▶ Your task: Print the first line of the records below and every line after it, up to and including the line with "WebP | AVIF |". Print nothing else.
···
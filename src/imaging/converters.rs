//! Conversion backends for the WebP/AVIF derivatives.
//!
//! Each backend turns one source image into one target format. The
//! [`FormatConverter`](super::format_converter::FormatConverter) tries them in
//! a fixed order per format:
//!
//! | Priority | Backend | WebP | AVIF |
//! |---|---|---|---|
//! | 1 | [`LibWebpBackend`] | libwebp (lossy, quality-aware) | n/a |
//! | 2 | [`ImageCrateBackend`] | `image` WebP encoder (lossless) | `image` AVIF encoder (rav1e) |
//! | 3 | [`BinaryBackend`] | `cwebp` subprocess | `cavif` subprocess |
//!
//! Every failure mode (unreadable source, decode error, spawn error, timeout,
//! non-zero exit, missing output) collapses to `false` from
//! [`ConversionBackend::convert`] plus one `error!` record. Partial output is
//! removed on failure.

use super::backend::BackendError;
use super::binaries::{BinaryProbe, BinaryTool};
use super::params::{Quality, TargetFormat};
use super::rust_backend::load_image;
use image::codecs::avif::AvifEncoder;
use image::codecs::webp::WebPEncoder;
use image::{DynamicImage, ImageFormat};
use std::ffi::OsString;
use std::fs::{self, File};
use std::io::BufWriter;
use std::path::{Path, PathBuf};
use std::process::Stdio;
use std::sync::Arc;
use std::time::Duration;
use thiserror::Error;
use tracing::{debug, error};

/// Why a single conversion attempt failed. Never leaves this module.
#[derive(Error, Debug)]
enum ConvertError {
    #[error("IO error: {0}")]
    Io(#[from] std::io::Error),
    #[error("{0}")]
    Decode(#[from] BackendError),
    #[error("encode failed: {0}")]
    Encode(String),
    #[error("{0} binary is not available")]
    Unavailable(&'static str),
    #[error("failed to start {tool}: {source}")]
    Spawn {
        tool: &'static str,
        source: std::io::Error,
    },
    #[error("timed out after {0:?}")]
    Timeout(Duration),
    #[error("exited with {status}: {stderr}")]
    Exit { status: String, stderr: String },
    #[error("completed but output file not found: {0}")]
    MissingOutput(PathBuf),
    #[error("cannot wait on {0} from inside an async runtime")]
    InsideRuntime(&'static str),
}

/// One strategy for producing a derivative format.
pub trait ConversionBackend: Send + Sync {
    /// Short backend name for logs.
    fn name(&self) -> &'static str;

    /// The format this backend writes.
    fn format(&self) -> TargetFormat;

    /// Whether this backend can run here.
    fn is_available(&self) -> bool;

    /// Convert `source` into `destination`. Returns `true` only when the
    /// destination file was written.
    fn convert(&self, source: &Path, destination: &Path, quality: Quality) -> bool;
}

/// Whether `path` is a regular file this process can open.
pub(crate) fn is_readable_file(path: &Path) -> bool {
    File::open(path)
        .and_then(|f| f.metadata())
        .map(|m| m.is_file())
        .unwrap_or(false)
}

fn ensure_parent(destination: &Path) -> std::io::Result<()> {
    match destination.parent() {
        Some(dir) if !dir.as_os_str().is_empty() => fs::create_dir_all(dir),
        _ => Ok(()),
    }
}

/// Shared envelope around a conversion attempt: source check, destination
/// directory, error normalization, partial-file cleanup.
fn guarded(
    backend: &'static str,
    format: TargetFormat,
    source: &Path,
    destination: &Path,
    attempt: impl FnOnce() -> Result<(), ConvertError>,
) -> bool {
    if !is_readable_file(source) {
        error!(
            backend,
            source = %source.display(),
            "Source image does not exist or is not readable"
        );
        return false;
    }

    let result = ensure_parent(destination)
        .map_err(ConvertError::from)
        .and_then(|()| attempt());

    match result {
        Ok(()) => {
            debug!(backend, %format, destination = %destination.display(), "Converted image");
            true
        }
        Err(e) => {
            error!(
                backend,
                %format,
                source = %source.display(),
                destination = %destination.display(),
                error = %e,
                "Image conversion failed"
            );
            if destination.exists()
                && destination != source
                && let Err(cleanup) = fs::remove_file(destination)
            {
                debug!(destination = %destination.display(), error = %cleanup, "Could not remove partial output");
            }
            false
        }
    }
}

// =============================================================================
// libwebp
// =============================================================================

/// Lossy WebP through libwebp.
pub struct LibWebpBackend;

impl LibWebpBackend {
    pub fn new() -> Self {
        Self
    }

    fn encode(source: &Path, destination: &Path, quality: Quality) -> Result<(), ConvertError> {
        let rgba = load_image(source)?.to_rgba8();
        let encoded = webp::Encoder::from_rgba(rgba.as_raw(), rgba.width(), rgba.height())
            .encode_simple(false, quality.value() as f32)
            .map_err(|e| ConvertError::Encode(format!("{:?}", e)))?;
        fs::write(destination, &*encoded)?;
        Ok(())
    }
}

impl Default for LibWebpBackend {
    fn default() -> Self {
        Self::new()
    }
}

impl ConversionBackend for LibWebpBackend {
    fn name(&self) -> &'static str {
        "libwebp"
    }

    fn format(&self) -> TargetFormat {
        TargetFormat::WebP
    }

    fn is_available(&self) -> bool {
        true
    }

    fn convert(&self, source: &Path, destination: &Path, quality: Quality) -> bool {
        guarded(self.name(), self.format(), source, destination, || {
            Self::encode(source, destination, quality)
        })
    }
}

// =============================================================================
// image crate encoders
// =============================================================================

/// Encoders compiled into the `image` crate.
///
/// The WebP encoder is lossless only, so `quality` is ignored there. AVIF goes
/// through rav1e at speed 6.
pub struct ImageCrateBackend {
    format: TargetFormat,
}

impl ImageCrateBackend {
    pub fn new(format: TargetFormat) -> Self {
        Self { format }
    }

    fn encode(&self, source: &Path, destination: &Path, quality: Quality) -> Result<(), ConvertError> {
        let img = DynamicImage::ImageRgba8(load_image(source)?.to_rgba8());
        let writer = BufWriter::new(File::create(destination)?);
        let encoded = match self.format {
            TargetFormat::WebP => img.write_with_encoder(WebPEncoder::new_lossless(writer)),
            TargetFormat::Avif => img.write_with_encoder(AvifEncoder::new_with_speed_quality(
                writer,
                6,
                quality.value() as u8,
            )),
        };
        encoded.map_err(|e| ConvertError::Encode(e.to_string()))
    }
}

impl ConversionBackend for ImageCrateBackend {
    fn name(&self) -> &'static str {
        "image-rs"
    }

    fn format(&self) -> TargetFormat {
        self.format
    }

    fn is_available(&self) -> bool {
        match self.format {
            TargetFormat::WebP => ImageFormat::WebP.writing_enabled(),
            TargetFormat::Avif => ImageFormat::Avif.writing_enabled(),
        }
    }

    fn convert(&self, source: &Path, destination: &Path, quality: Quality) -> bool {
        guarded(self.name(), self.format, source, destination, || {
            self.encode(source, destination, quality)
        })
    }
}

// =============================================================================
// External binaries
// =============================================================================

/// Arguments for `cwebp`. Paths are passed through as raw OS strings.
pub fn cwebp_args(source: &Path, destination: &Path, quality: Quality) -> Vec<OsString> {
    let mut args = vec![
        source.as_os_str().to_os_string(),
        "-q".into(),
        quality.value().to_string().into(),
    ];
    args.extend(
        [
            "-alpha_q", "100", "-z", "9", "-m", "6", "-segments", "4", "-sns", "80", "-f", "25",
            "-sharpness", "0", "-strong", "-pass", "10", "-mt", "-alpha_method", "1",
            "-alpha_filter", "fast", "-o",
        ]
        .map(OsString::from),
    );
    args.push(destination.as_os_str().to_os_string());
    args
}

/// Arguments for `cavif`.
pub fn cavif_args(source: &Path, destination: &Path, quality: Quality) -> Vec<OsString> {
    vec![
        source.as_os_str().to_os_string(),
        "-Q".into(),
        quality.value().to_string().into(),
        "-o".into(),
        destination.as_os_str().to_os_string(),
    ]
}

/// Conversion through an external executable from the binary directory.
pub struct BinaryBackend {
    tool: BinaryTool,
    probe: Arc<BinaryProbe>,
    timeout: Duration,
}

impl BinaryBackend {
    pub fn new(tool: BinaryTool, probe: Arc<BinaryProbe>) -> Self {
        let timeout = match tool {
            BinaryTool::Cwebp => Duration::from_secs(120),
            BinaryTool::Cavif => Duration::from_secs(180),
        };
        Self {
            tool,
            probe,
            timeout,
        }
    }

    pub fn with_timeout(mut self, timeout: Duration) -> Self {
        self.timeout = timeout;
        self
    }

    pub fn timeout(&self) -> Duration {
        self.timeout
    }

    fn run(&self, source: &Path, destination: &Path, quality: Quality) -> Result<(), ConvertError> {
        let name = self.tool.file_name();
        let program = self
            .probe
            .path_for(name)
            .ok_or(ConvertError::Unavailable(name))?;
        let args = match self.tool {
            BinaryTool::Cwebp => cwebp_args(source, destination, quality),
            BinaryTool::Cavif => cavif_args(source, destination, quality),
        };

        run_with_timeout(name, &program, &args, self.timeout)?;

        if !destination.exists() {
            return Err(ConvertError::MissingOutput(destination.to_path_buf()));
        }
        Ok(())
    }
}

/// Run `program` to completion, killing it once `timeout` elapses.
///
/// Blocks the calling thread on a private current-thread runtime. Called from
/// inside a tokio runtime it fails with [`ConvertError::InsideRuntime`]
/// instead of nesting one.
fn run_with_timeout(
    tool: &'static str,
    program: &Path,
    args: &[OsString],
    timeout: Duration,
) -> Result<(), ConvertError> {
    if tokio::runtime::Handle::try_current().is_ok() {
        return Err(ConvertError::InsideRuntime(tool));
    }
    let runtime = tokio::runtime::Builder::new_current_thread()
        .enable_all()
        .build()?;

    runtime.block_on(async {
        let child = tokio::process::Command::new(program)
            .args(args)
            .stdin(Stdio::null())
            .stdout(Stdio::null())
            .stderr(Stdio::piped())
            .kill_on_drop(true)
            .spawn()
            .map_err(|source| ConvertError::Spawn { tool, source })?;

        // Dropping the wait future on timeout drops the child, which kills it.
        let output = tokio::time::timeout(timeout, child.wait_with_output())
            .await
            .map_err(|_| ConvertError::Timeout(timeout))??;

        if output.status.success() {
            Ok(())
        } else {
            Err(ConvertError::Exit {
                status: output.status.to_string(),
                stderr: String::from_utf8_lossy(&output.stderr).trim().to_string(),
            })
        }
    })
}

impl ConversionBackend for BinaryBackend {
    fn name(&self) -> &'static str {
        self.tool.file_name()
    }

    fn format(&self) -> TargetFormat {
        match self.tool {
            BinaryTool::Cwebp => TargetFormat::WebP,
            BinaryTool::Cavif => TargetFormat::Avif,
        }
    }

    fn is_available(&self) -> bool {
        self.probe.is_available(self.tool.file_name())
    }

    fn convert(&self, source: &Path, destination: &Path, quality: Quality) -> bool {
        guarded(self.name(), self.format(), source, destination, || {
            self.run(source, destination, quality)
        })
    }
}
···
▶ Response to this task:
filename src/imaging/converters.rs
//! Conversion backends for the WebP/AVIF derivatives.
//!
//! Each backend turns one source image into one target format. The
//! [`FormatConverter`](super::format_converter::FormatConverter) tries them in
//! a fixed order per format:
//!
//! | Priority | Backend | WebP | AVIF |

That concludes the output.